_Your assignment_. Using the material that follows, work out how many lines include the word "users". Your answer should be that number only.

_Dataset content_.

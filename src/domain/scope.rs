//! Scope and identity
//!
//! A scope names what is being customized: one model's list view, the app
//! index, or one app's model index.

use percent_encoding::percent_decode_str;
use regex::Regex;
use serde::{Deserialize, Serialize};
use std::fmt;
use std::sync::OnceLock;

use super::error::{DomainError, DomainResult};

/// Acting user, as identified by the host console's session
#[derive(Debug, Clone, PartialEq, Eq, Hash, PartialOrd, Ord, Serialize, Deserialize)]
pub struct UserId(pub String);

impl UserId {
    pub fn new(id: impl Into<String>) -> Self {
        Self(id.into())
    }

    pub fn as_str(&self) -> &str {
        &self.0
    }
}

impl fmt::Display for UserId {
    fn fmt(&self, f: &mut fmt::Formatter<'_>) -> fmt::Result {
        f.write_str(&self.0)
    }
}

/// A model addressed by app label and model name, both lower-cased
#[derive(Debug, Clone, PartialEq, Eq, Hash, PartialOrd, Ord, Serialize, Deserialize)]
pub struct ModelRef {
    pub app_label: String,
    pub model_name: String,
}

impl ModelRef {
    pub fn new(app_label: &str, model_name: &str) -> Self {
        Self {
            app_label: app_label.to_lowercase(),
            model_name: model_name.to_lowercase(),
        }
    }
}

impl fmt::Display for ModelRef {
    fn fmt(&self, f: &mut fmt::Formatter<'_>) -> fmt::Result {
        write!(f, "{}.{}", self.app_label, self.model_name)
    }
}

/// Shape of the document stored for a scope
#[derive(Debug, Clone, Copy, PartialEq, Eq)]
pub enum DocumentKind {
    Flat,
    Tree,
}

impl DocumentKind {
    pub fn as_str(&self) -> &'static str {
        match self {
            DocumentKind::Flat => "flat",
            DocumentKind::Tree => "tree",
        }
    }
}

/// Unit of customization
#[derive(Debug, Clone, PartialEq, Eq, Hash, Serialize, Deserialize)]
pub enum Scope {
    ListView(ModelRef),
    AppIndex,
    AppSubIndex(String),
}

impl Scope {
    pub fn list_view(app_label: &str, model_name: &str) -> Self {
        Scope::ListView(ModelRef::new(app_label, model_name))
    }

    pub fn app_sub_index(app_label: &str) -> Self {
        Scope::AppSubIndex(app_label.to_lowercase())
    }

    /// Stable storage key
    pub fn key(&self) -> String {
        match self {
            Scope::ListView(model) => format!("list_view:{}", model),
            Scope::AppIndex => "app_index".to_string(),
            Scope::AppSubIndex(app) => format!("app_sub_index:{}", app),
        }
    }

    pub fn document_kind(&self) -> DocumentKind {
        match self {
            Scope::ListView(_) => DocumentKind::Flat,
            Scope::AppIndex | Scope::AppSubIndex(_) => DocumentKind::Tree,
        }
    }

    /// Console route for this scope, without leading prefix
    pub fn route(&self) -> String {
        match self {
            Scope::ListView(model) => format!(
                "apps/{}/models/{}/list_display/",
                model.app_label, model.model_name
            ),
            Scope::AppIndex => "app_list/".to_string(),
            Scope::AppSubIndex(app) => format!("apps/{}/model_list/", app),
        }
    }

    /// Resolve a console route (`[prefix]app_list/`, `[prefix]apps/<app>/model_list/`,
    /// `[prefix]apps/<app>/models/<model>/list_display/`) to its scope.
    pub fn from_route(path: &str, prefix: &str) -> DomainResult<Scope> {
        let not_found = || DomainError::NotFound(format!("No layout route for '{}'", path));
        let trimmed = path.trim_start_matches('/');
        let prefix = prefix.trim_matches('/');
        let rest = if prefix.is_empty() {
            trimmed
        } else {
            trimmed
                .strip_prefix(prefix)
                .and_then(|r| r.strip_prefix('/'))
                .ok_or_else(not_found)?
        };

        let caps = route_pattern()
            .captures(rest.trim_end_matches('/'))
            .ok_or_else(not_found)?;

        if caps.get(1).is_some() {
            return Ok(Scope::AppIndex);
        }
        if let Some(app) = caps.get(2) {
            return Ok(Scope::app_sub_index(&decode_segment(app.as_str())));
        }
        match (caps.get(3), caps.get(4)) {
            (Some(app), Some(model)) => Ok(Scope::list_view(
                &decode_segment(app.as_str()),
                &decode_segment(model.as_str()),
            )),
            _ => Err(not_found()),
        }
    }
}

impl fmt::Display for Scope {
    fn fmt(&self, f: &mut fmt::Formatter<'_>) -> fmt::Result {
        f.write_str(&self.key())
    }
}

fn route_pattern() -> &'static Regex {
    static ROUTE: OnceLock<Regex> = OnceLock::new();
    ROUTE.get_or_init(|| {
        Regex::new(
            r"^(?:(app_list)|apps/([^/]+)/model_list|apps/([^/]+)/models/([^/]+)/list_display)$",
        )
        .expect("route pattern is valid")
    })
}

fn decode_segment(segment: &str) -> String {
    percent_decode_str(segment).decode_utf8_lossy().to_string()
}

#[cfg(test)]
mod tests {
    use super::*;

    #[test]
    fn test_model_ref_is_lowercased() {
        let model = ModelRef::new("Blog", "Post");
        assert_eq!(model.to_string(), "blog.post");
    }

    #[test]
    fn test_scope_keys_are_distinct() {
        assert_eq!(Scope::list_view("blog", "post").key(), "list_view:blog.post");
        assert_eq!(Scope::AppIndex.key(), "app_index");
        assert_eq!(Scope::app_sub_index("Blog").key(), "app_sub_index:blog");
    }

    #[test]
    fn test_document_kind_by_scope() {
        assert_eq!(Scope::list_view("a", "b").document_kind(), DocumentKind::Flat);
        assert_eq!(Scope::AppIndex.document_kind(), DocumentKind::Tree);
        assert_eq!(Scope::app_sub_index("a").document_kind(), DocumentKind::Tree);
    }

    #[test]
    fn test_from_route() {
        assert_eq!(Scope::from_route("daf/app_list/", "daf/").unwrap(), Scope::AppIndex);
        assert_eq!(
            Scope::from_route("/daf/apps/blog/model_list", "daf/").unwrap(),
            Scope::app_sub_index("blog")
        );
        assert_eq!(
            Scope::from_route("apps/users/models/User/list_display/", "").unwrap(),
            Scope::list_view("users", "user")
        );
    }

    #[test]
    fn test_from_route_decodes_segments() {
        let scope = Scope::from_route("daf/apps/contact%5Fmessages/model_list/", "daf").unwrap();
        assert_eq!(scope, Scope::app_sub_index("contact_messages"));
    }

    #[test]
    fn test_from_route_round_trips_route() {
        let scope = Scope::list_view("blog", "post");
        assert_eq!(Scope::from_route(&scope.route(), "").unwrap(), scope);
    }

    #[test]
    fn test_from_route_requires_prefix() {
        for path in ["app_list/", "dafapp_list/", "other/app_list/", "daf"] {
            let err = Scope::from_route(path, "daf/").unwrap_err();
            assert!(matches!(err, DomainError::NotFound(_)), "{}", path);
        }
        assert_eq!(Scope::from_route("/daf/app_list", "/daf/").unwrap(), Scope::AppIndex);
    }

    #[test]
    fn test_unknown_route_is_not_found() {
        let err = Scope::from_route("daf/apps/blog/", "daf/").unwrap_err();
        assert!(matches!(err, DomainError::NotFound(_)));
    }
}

_Written reply_. 2